DIRECTIONS: Starting at the first line of the data below, write out each line exactly until you reach the line containing "pub struct RebuildEndpointConfig;", and include that line too.

[Collected data]
##########
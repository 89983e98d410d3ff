use crate::AppState;
use crate::contract::{EmptyRequest, EndpointConfigTypes};
use crate::define_endpoint;
use crate::endpoints::shared::{StatusResponse, error_response};
use axum::extract::State;
use axum::http::StatusCode;
use axum::response::{IntoResponse, Json, Response};
use indexer::stats::BuildStatistics;
use serde::{Deserialize, Serialize};
use std::sync::Arc;
use tracing::{error, info, warn};
use ts_rs::TS;

#[derive(Serialize, Deserialize, TS, Default, Debug)]
#[ts(export, export_to = "api.ts")]
pub struct RebuildResponses {
    #[serde(rename = "200")]
    pub ok: Option<BuildStatistics>,
    #[serde(rename = "409")]
    pub conflict: Option<StatusResponse>,
    #[serde(rename = "500")]
    pub internal_server_error: Option<StatusResponse>,
}

pub struct RebuildEndpointConfig;

impl EndpointConfigTypes for RebuildEndpointConfig {
    type PathRequest = EmptyRequest;
    type BodyRequest = EmptyRequest;
    type QueryRequest = EmptyRequest;
    type Response = RebuildResponses;
}

define_endpoint! {
    RebuildEndpoint,
    RebuildEndpointDef,
    Post,
    "/knowledge-graph/rebuild",
    ts_path_type = "\"/api/knowledge-graph/rebuild\"",
    config = RebuildEndpointConfig
}

/// Re-index the served project and swap the new graph in.
///
/// Reads keep being answered from the previous snapshot while the build runs.
pub async fn rebuild_handler(State(state): State<AppState>) -> Response {
    let Ok(guard) = Arc::clone(&state.rebuild_lock).try_lock_owned() else {
        warn!("Rejected rebuild request, another rebuild is running");
        return error_response(StatusCode::CONFLICT, "rebuild_in_progress", None);
    };

    let executor = Arc::clone(&state.executor);
    let project_root = Arc::clone(&state.project_root);
    let handle = Arc::clone(state.querying.graph_handle());

    info!("Rebuilding knowledge graph for {}", project_root.display());
    let outcome = tokio::task::spawn_blocking(move || {
        let _guard = guard;
        executor.rebuild(&project_root, &handle)
    })
    .await;

    match outcome {
        Ok(Ok(statistics)) => {
            info!(
                "Installed graph generation {} with {} nodes",
                statistics.generation, statistics.node_count
            );
            (StatusCode::OK, Json(statistics)).into_response()
        }
        Ok(Err(e)) => {
            error!("Rebuild failed: {e:#}");
            error_response(
                StatusCode::INTERNAL_SERVER_ERROR,
                "rebuild_failed",
                Some(e.to_string()),
            )
        }
        Err(e) => {
            error!("Rebuild task panicked: {e}");
            error_response(StatusCode::INTERNAL_SERVER_ERROR, "rebuild_failed", None)
        }
    }
}
pub mod builder;
pub mod test_detection;

pub use builder::{BuildOutput, BuildReport, GraphBuilder};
##########
EXERCISE RESPONSE:
repository 89983e98d410d3ff
use crate::AppState;
use crate::contract::{EmptyRequest, EndpointConfigTypes};
use crate::define_endpoint;
use crate::endpoints::shared::{StatusResponse, error_response};
use axum::extract::State;
use axum::http::StatusCode;
use axum::response::{IntoResponse, Json, Response};
use indexer::stats::BuildStatistics;
use serde::{Deserialize, Serialize};
use std::sync::Arc;
use tracing::{error, info, warn};
use ts_rs::TS;

#[derive(Serialize, Deserialize, TS, Default, Debug)]
#[ts(export, export_to = "api.ts")]
pub struct RebuildResponses {
    #[serde(rename = "200")]
    pub ok: Option<BuildStatistics>,
    #[serde(rename = "409")]
    pub conflict: Option<StatusResponse>,
    #[serde(rename = "500")]
    pub internal_server_error: Option<StatusResponse>,
}

pub struct RebuildEndpointConfig;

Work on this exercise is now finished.